[Stored data entries]

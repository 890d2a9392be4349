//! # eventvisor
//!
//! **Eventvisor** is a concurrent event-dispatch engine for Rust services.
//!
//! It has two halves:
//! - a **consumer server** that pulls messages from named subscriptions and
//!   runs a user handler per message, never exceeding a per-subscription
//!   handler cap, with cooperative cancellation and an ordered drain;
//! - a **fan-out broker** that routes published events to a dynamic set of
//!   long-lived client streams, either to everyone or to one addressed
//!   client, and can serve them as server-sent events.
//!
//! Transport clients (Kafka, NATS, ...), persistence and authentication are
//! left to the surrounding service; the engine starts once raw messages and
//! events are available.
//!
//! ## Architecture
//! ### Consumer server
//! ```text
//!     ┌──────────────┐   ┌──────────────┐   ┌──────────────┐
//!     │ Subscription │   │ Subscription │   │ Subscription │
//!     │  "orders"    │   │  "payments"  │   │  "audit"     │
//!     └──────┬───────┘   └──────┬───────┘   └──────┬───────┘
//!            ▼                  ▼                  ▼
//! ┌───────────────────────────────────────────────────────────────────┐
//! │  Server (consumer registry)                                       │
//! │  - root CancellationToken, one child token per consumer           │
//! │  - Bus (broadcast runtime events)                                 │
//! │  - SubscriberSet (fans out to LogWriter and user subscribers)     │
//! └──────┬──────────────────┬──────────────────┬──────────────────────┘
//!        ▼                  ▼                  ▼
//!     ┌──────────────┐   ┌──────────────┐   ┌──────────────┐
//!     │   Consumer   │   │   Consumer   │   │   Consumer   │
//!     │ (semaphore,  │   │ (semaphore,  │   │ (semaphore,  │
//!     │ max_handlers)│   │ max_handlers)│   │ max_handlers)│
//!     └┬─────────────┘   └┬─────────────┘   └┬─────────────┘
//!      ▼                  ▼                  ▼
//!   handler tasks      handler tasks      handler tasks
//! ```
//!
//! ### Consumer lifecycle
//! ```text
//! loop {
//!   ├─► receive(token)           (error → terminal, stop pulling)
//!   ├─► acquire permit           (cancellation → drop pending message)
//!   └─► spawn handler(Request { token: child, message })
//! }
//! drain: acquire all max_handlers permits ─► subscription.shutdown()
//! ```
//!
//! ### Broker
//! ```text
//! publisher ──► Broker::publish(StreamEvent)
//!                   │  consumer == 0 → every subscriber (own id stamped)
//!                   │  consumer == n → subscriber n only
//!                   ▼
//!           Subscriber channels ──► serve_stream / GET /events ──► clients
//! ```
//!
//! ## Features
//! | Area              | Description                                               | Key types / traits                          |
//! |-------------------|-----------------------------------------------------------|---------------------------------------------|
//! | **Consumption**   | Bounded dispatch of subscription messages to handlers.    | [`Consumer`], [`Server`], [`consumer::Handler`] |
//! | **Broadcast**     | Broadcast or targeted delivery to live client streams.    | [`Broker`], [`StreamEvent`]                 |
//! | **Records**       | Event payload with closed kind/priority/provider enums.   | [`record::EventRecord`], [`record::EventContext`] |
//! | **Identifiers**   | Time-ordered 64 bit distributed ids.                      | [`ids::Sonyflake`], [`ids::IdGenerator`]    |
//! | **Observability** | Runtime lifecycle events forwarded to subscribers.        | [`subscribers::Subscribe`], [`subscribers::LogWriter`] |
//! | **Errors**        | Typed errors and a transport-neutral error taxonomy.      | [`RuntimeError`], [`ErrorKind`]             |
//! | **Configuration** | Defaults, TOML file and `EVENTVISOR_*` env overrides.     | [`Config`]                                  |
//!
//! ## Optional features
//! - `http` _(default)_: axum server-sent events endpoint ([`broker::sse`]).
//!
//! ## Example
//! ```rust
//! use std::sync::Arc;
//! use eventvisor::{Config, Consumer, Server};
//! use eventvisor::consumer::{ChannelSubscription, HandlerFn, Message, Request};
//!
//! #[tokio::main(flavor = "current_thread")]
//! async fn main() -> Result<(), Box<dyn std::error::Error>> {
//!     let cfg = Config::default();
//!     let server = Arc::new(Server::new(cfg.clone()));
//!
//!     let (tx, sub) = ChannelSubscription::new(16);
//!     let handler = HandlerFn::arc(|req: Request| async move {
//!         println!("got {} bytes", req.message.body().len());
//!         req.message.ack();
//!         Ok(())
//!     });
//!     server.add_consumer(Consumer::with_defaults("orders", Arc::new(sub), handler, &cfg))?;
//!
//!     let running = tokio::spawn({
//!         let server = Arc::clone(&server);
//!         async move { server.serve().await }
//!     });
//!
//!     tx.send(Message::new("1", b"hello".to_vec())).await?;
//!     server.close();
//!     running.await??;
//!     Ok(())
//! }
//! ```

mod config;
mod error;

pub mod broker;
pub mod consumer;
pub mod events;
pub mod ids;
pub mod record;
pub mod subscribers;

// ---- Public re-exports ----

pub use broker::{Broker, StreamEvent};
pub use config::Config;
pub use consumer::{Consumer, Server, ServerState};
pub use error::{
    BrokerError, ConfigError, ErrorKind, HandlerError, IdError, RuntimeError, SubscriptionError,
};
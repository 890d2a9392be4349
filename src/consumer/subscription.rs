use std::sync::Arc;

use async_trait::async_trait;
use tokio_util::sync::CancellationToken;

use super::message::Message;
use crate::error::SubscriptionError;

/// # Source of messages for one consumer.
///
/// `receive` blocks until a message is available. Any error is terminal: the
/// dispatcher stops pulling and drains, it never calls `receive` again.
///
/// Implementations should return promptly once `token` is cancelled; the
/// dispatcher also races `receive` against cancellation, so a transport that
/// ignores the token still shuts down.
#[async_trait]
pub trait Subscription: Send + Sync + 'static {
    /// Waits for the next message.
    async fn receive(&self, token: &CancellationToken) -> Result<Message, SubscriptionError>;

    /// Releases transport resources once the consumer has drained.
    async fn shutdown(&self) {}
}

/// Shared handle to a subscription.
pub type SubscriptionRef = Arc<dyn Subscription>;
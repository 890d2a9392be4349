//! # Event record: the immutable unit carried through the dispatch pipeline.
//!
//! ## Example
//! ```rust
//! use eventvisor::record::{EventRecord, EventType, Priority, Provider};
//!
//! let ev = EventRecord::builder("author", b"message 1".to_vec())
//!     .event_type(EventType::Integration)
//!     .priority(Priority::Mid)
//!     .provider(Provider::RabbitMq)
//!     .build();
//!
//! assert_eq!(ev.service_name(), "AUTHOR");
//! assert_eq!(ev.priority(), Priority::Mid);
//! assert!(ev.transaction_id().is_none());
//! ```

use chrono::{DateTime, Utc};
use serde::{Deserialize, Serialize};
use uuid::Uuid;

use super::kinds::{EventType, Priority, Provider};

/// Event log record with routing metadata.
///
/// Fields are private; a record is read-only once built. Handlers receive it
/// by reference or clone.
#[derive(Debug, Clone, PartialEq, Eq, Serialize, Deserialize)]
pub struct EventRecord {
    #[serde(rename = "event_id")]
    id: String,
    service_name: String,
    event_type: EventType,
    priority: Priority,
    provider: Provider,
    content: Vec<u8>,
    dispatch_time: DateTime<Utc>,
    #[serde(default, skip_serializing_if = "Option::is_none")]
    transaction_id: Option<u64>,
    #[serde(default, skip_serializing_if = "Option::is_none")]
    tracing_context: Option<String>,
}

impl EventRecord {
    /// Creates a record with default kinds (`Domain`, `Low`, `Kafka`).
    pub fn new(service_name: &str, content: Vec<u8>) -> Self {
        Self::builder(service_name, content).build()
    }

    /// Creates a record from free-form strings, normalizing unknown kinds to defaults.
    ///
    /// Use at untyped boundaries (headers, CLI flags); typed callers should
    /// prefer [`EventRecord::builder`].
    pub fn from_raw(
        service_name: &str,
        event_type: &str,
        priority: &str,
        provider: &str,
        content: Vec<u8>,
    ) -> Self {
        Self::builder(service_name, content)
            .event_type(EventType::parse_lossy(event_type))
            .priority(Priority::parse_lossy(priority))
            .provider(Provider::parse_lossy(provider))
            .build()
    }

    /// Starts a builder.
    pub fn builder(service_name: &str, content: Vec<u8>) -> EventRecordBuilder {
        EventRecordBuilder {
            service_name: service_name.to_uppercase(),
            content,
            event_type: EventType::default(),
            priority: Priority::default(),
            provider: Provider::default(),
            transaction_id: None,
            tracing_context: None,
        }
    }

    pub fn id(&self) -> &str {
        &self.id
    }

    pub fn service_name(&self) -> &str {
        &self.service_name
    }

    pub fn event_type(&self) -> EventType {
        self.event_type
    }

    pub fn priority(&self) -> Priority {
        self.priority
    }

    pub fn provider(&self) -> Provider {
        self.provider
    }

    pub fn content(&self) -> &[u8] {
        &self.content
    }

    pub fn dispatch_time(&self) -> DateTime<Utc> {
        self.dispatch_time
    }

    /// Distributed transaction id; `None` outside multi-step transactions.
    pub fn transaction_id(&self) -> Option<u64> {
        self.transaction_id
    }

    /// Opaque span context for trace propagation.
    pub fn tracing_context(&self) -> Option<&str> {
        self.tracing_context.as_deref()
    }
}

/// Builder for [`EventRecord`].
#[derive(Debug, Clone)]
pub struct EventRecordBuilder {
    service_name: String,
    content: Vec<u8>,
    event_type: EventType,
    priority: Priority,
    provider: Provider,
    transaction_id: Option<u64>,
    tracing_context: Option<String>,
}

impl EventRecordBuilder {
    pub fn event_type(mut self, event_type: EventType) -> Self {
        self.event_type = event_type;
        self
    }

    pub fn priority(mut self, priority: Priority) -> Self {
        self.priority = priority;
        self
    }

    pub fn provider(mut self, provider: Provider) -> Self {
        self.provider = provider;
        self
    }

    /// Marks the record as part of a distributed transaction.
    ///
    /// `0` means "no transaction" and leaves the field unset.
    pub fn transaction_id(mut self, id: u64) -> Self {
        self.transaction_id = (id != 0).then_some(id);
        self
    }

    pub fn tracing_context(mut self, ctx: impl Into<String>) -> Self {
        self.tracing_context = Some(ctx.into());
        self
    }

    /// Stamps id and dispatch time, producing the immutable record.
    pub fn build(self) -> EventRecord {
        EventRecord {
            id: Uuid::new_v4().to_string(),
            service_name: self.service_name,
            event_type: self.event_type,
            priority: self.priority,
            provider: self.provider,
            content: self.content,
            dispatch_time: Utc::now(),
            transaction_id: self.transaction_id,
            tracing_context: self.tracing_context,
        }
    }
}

◆ Task instructions ◆
A single number is the answer here: how many lines above carry the string "StreamEvent"?

◆ Response box ◆
3